Celle qu’il appelait Perdita, le visage penché comme pour se recueillir, ne répondit point ; mais elle sentit passer dans tous ses nerfs le frisson indéfinissable que lui donnait la voix de son jeune ami, quand cette voix devenait tout à coup révélatrice d’une âme véhémente et passionnée vers laquelle cette femme était attirée par un amour et une terreur sans limites.
– La paix, l’oubli ! Est-ce que vous les retrouvez là-bas, au fond de votre canal désert, lorsque vous rentrez épuisée et brûlante pour avoir respiré l’haleine des foules qu’un de vos gestes rend frénétiques ? Moi, lorsque je vogue sur cette eau morte, je sens ma vie se multiplier avec une rapidité vertigineuse ; et, à certaines heures, il me semble que mes pensées s’enflamment comme à l’approche du délire.
– La force et la flamme sont en vous, Stelio ! – dit la Foscarina presque humblement, sans lever les yeux.
Il se tut, absorbé : dans son esprit s’engendraient des images et des musiques impétueuses, comme par la vertu d’une brusque fécondation ; et, sous le flot inattendu de cette abondance, il éprouvait un délice.

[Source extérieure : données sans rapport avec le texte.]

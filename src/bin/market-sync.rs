// Market Sync - CLI
// Single entry point: workspace setup, live tabs, stored history

use clap::{Parser, Subcommand};
use market_sync::{Config, ConfigError, SyncError};
use tracing::{error, info, warn, Level};

// Load command modules from cli directory
#[path = "../cli/run_commands.rs"]
mod run_commands;
#[path = "../cli/history_commands.rs"]
mod history_commands;

#[derive(Parser)]
#[command(name = "market-sync")]
#[command(version)]
#[command(about = "Multi-tab coordinated live market data", long_about = None)]
struct Cli {
    /// Enable verbose logging
    #[arg(short, long, global = true)]
    verbose: bool,

    /// Configuration file path
    #[arg(short, long, global = true, default_value = "config.toml")]
    config: String,

    #[command(subcommand)]
    command: Commands,
}

#[derive(Subcommand)]
enum Commands {
    /// Initialize configuration and data directory
    Init,

    /// Run one live tab until Ctrl-C
    Run {
        /// Run without a sync bus (always leader)
        #[arg(long)]
        no_bus: bool,
    },

    /// Launch several tabs on one bus and report who leads
    Tabs {
        /// Number of tabs
        #[arg(short = 'n', long, default_value = "3")]
        count: usize,

        /// How long to keep them running
        #[arg(short, long, default_value = "5")]
        secs: u64,

        /// Do not start the upstream feed on the leader
        #[arg(long)]
        offline: bool,
    },

    /// Show stored price history for a symbol
    History {
        /// Symbol key, e.g. btcusdt
        symbol: String,

        /// Number of points
        #[arg(short = 'n', long, default_value = "20")]
        count: usize,
    },
}

#[tokio::main]
async fn main() -> Result<(), Box<dyn std::error::Error>> {
    let cli = Cli::parse();

    // Setup logging first (before config load so we can see config errors)
    let log_level = if cli.verbose { Level::DEBUG } else { Level::INFO };
    tracing_subscriber::fmt().with_max_level(log_level).init();

    info!("📡 market-sync v{}", env!("CARGO_PKG_VERSION"));
    info!("📁 Config: {}", cli.config);

    match cli.command {
        // Init doesn't require config (it creates it)
        Commands::Init => {
            init_workspace(&cli.config)?;
        }

        Commands::Run { no_bus } => {
            let config = load_config_or_exit(&cli.config);
            run_commands::run_tab(&config, !no_bus).await?;
        }

        Commands::Tabs { count, secs, offline } => {
            let mut config = load_config_or_exit(&cli.config);
            if offline {
                config.feed.enabled = false;
            }
            run_commands::run_tabs(&config, count, secs).await?;
        }

        Commands::History { symbol, count } => {
            let config = load_config_or_exit(&cli.config);
            history_commands::show_history(&config, &symbol.to_lowercase(), count)?;
        }
    }

    Ok(())
}

/// Load config or exit with helpful error message
fn load_config_or_exit(path: &str) -> Config {
    match Config::from_file(path) {
        Ok(config) => config,
        Err(e) => {
            let e = match e {
                ConfigError::FileRead(_) => SyncError::ConfigNotFound(path.to_string()),
                other => SyncError::from(other),
            };
            error!("❌ Configuration Error");
            for line in e.user_message().lines() {
                error!("{}", line);
            }
            std::process::exit(1);
        }
    }
}

fn init_workspace(config_path: &str) -> Result<(), Box<dyn std::error::Error>> {
    use std::fs;

    info!("🔧 Initializing workspace...");
    fs::create_dir_all("data")?;

    if !std::path::Path::new(config_path).exists() {
        let default_config = include_str!("../../config.toml.example");
        fs::write(config_path, default_config)?;
        info!("📝 Created {}", config_path);
    } else {
        warn!("⚠️  {} already exists, skipping", config_path);
    }

    info!("✅ Workspace initialized successfully!");
    info!("💡 Next steps:");
    info!("   1. Edit config.toml (symbols, proxy URL)");
    info!("   2. Run: market-sync run");
    info!("   3. Run: market-sync tabs -n 3");

    Ok(())
}
//! Last full market list, kept so a new tab has something to show at once

use crate::core::types::{Asset, AssetList};
use crate::db::Database;
use crate::error::SyncResult;
use rusqlite::{params, OptionalExtension};
use std::sync::Arc;

const MARKETS_KEY: &str = "markets";

#[derive(Debug, Clone)]
pub struct StateCache {
    db: Database,
}

impl StateCache {
    pub fn new(db: Database) -> Self {
        Self { db }
    }

    pub fn save_assets(&self, assets: &AssetList) -> SyncResult<()> {
        let payload = serde_json::to_string(&assets[..])?;
        let conn = self.db.lock()?;
        conn.execute(
            "INSERT INTO state_cache (key, payload, updated_at)
             VALUES (?1, ?2, strftime('%Y-%m-%dT%H:%M:%fZ', 'now'))
             ON CONFLICT(key) DO UPDATE SET payload = excluded.payload, updated_at = excluded.updated_at",
            params![MARKETS_KEY, payload],
        )?;
        Ok(())
    }

    /// `None` when nothing was cached yet
    pub fn load_assets(&self) -> SyncResult<Option<AssetList>> {
        let payload: Option<String> = {
            let conn = self.db.lock()?;
            let row = conn
                .query_row(
                    "SELECT payload FROM state_cache WHERE key = ?1",
                    params![MARKETS_KEY],
                    |row| row.get(0),
                )
                .optional()?;
            row
        };

        match payload {
            Some(payload) => {
                let assets: Vec<Asset> = serde_json::from_str(&payload)?;
                Ok(Some(assets.into_iter().map(Arc::new).collect()))
            }
            None => Ok(None),
        }
    }
}

#[cfg(test)]
mod tests {
    use super::*;
    use crate::core::types::asset_list;

    #[test]
    fn test_cache_replaces_previous_snapshot() {
        let db = Database::new_in_memory().unwrap();
        db.run_migrations().unwrap();
        let cache = StateCache::new(db);

        assert!(cache.load_assets().unwrap().is_none());

        let first = asset_list(vec![Asset {
            id: "bitcoin".to_string(),
            symbol: "BTC".to_string(),
            price: 1.0,
            ..Default::default()
        }]);
        cache.save_assets(&first).unwrap();

        let second = asset_list(vec![Asset {
            id: "ethereum".to_string(),
            symbol: "ETH".to_string(),
            price: 2.0,
            ..Default::default()
        }]);
        cache.save_assets(&second).unwrap();

        let loaded = cache.load_assets().unwrap().unwrap();
        assert_eq!(loaded.len(), 1);
        assert_eq!(loaded[0].id, "ethereum");
    }
}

C’était encore l’heure vespérale que, dans un de ses livres, il avait appelée l’heure du Titien, parce que toutes les choses y resplendissent finalement d’un or très riche comme les figures nues de cet ouvrier prestigieux et paraissent illuminer le ciel plutôt qu’en recevoir la lumière. De sa propre ombre glauque émergeait l’église octogonale que Baldassare Longhena emprunta au Songe de Polyphile, avec sa coupole, avec ses volutes, avec ses statues, avec ses balustres, étrange et somptueuse comme un temple neptunien qui imiterait les torsions des conques marines, blanche d’une blancheur de nacre où la diffusion de l’humidité saline semblait créer dans les creux de la pierre une fraîcheur gemmée qui leur donnait l’apparence de valves perlières entrouvertes sur les eaux natales.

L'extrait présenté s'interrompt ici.